▶ **Problem statement**: Write only the number of lines in the entries that hold the string "across".

Stored data
^^^^^^^^

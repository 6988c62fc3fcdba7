// SPDX-License-Identifier: BUSL-1.1
// Copyright (c) 2026 Alfred Jean LLC

#![allow(clippy::unwrap_used)]
#![allow(clippy::expect_used)]

//! Integration tests for recovery scenarios
//!
//! Journal-only reconstruction after snapshot loss, resequencing a
//! scrambled journal file, fork detection across independent managers, and
//! filesystem persistence across manager lifetimes.

use chrono::{TimeDelta, TimeZone, Utc};
use std::sync::Arc;
use viracochan_core::FakeClock;
use viracochan_engine::{Manager, ManagerError};
use viracochan_storage::{FileStorage, JournalError, MemoryStorage, Storage};

fn fixture() -> (Manager<FakeClock>, FakeClock, Arc<MemoryStorage>) {
    let clock = FakeClock::new(Utc.timestamp_opt(1_700_000_000, 0).unwrap());
    let storage = Arc::new(MemoryStorage::new());
    let manager =
        Manager::new(Arc::clone(&storage) as Arc<dyn Storage>).with_clock(clock.clone());
    (manager, clock, storage)
}

async fn build_versions(manager: &Manager<FakeClock>, clock: &FakeClock, id: &str, n: u64) {
    for i in 1..=n {
        let content = serde_json::json!({"iteration": i});
        if i == 1 {
            manager.create(id, &content).await.unwrap();
        } else {
            clock.advance(TimeDelta::seconds(1));
            manager.update(id, &content).await.unwrap();
        }
    }
}

#[tokio::test]
async fn reconstruction_survives_total_snapshot_loss() {
    let (manager, clock, storage) = fixture();
    build_versions(&manager, &clock, "test", 5).await;

    // lose every snapshot; the journal is the only survivor
    for path in storage.list("configs").await.unwrap() {
        storage.delete(&path).await.unwrap();
    }

    let recovered = manager.reconstruct("test").await.unwrap();
    assert_eq!(recovered.meta.version, 5);
    recovered.validate().unwrap();

    let content: serde_json::Value = serde_json::from_str(recovered.content.get()).unwrap();
    assert_eq!(content, serde_json::json!({"iteration": 5}));
}

#[tokio::test]
async fn a_scrambled_journal_file_still_reconstructs() {
    let (manager, clock, storage) = fixture();
    build_versions(&manager, &clock, "test", 5).await;

    // rewrite the journal with its lines in a fixed scramble
    let data = storage.read("journal.jsonl").await.unwrap();
    let text = String::from_utf8(data).unwrap();
    let lines: Vec<&str> = text.lines().filter(|l| !l.is_empty()).collect();
    assert_eq!(lines.len(), 5);
    let scrambled: String = [3usize, 0, 4, 1, 2]
        .iter()
        .map(|i| format!("{}\n", lines[*i]))
        .collect();
    storage.write("journal.jsonl", scrambled.as_bytes()).await.unwrap();

    // a fresh manager over the same storage has no cache to lean on
    let fresh = Manager::new(Arc::clone(&storage) as Arc<dyn Storage>);
    let latest = fresh.get_latest("test").await.unwrap();
    assert_eq!(latest.meta.version, 5);
    fresh.validate_chain("test").await.unwrap();
}

#[tokio::test]
async fn independent_managers_racing_one_id_produce_a_detectable_fork() {
    let clock = FakeClock::new(Utc.timestamp_opt(1_700_000_000, 0).unwrap());
    let storage = Arc::new(MemoryStorage::new());
    let a = Manager::new(Arc::clone(&storage) as Arc<dyn Storage>).with_clock(clock.clone());
    let b = Manager::new(Arc::clone(&storage) as Arc<dyn Storage>).with_clock(clock.clone());

    a.create("shared", &serde_json::json!({"writer": "none"})).await.unwrap();
    // both managers observe version 1, then update independently
    b.get_latest("shared").await.unwrap();
    clock.advance(TimeDelta::seconds(1));
    a.update("shared", &serde_json::json!({"writer": "a"})).await.unwrap();
    b.update("shared", &serde_json::json!({"writer": "b"})).await.unwrap();

    let err = a.validate_chain("shared").await;
    assert!(matches!(
        err,
        Err(ManagerError::Journal(JournalError::Fork { version: 1 }))
    ));
}

#[tokio::test]
async fn compaction_preserves_fork_evidence() {
    let clock = FakeClock::new(Utc.timestamp_opt(1_700_000_000, 0).unwrap());
    let storage = Arc::new(MemoryStorage::new());
    let a = Manager::new(Arc::clone(&storage) as Arc<dyn Storage>).with_clock(clock.clone());
    let b = Manager::new(Arc::clone(&storage) as Arc<dyn Storage>).with_clock(clock.clone());

    a.create("forked", &serde_json::json!({"n": 0})).await.unwrap();
    b.get_latest("forked").await.unwrap();
    clock.advance(TimeDelta::seconds(1));
    a.update("forked", &serde_json::json!({"n": 1})).await.unwrap();
    b.update("forked", &serde_json::json!({"n": 2})).await.unwrap();

    a.compact().await.unwrap();

    // all three entries survive compaction verbatim
    let data = storage.read("journal.jsonl").await.unwrap();
    let lines = data.split(|b| *b == b'\n').filter(|l| !l.is_empty()).count();
    assert_eq!(lines, 3);
}

#[tokio::test]
async fn state_survives_a_manager_restart_on_disk() {
    let dir = tempfile::tempdir().unwrap();
    let clock = FakeClock::new(Utc.timestamp_opt(1_700_000_000, 0).unwrap());

    {
        let storage = Arc::new(FileStorage::new(dir.path()).unwrap());
        let manager =
            Manager::new(storage as Arc<dyn Storage>).with_clock(clock.clone());
        build_versions(&manager, &clock, "durable", 3).await;
        clock.advance(TimeDelta::seconds(1));
        manager.rollback("durable", 1).await.unwrap();
    }

    assert!(dir.path().join("journal.jsonl").exists());
    assert!(dir.path().join("configs/durable/v4.json").exists());

    // a new manager over a fresh backend at the same root sees everything
    let storage = Arc::new(FileStorage::new(dir.path()).unwrap());
    let manager = Manager::new(storage as Arc<dyn Storage>).with_clock(clock);

    let latest = manager.get_latest("durable").await.unwrap();
    assert_eq!(latest.meta.version, 4);
    let content: serde_json::Value = serde_json::from_str(latest.content.get()).unwrap();
    assert_eq!(content, serde_json::json!({"iteration": 1}));

    manager.validate_chain("durable").await.unwrap();
    let history = manager.get_history("durable").await.unwrap();
    assert_eq!(history.len(), 4);
}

^^^^^^^^

▶ **Answer box**: 2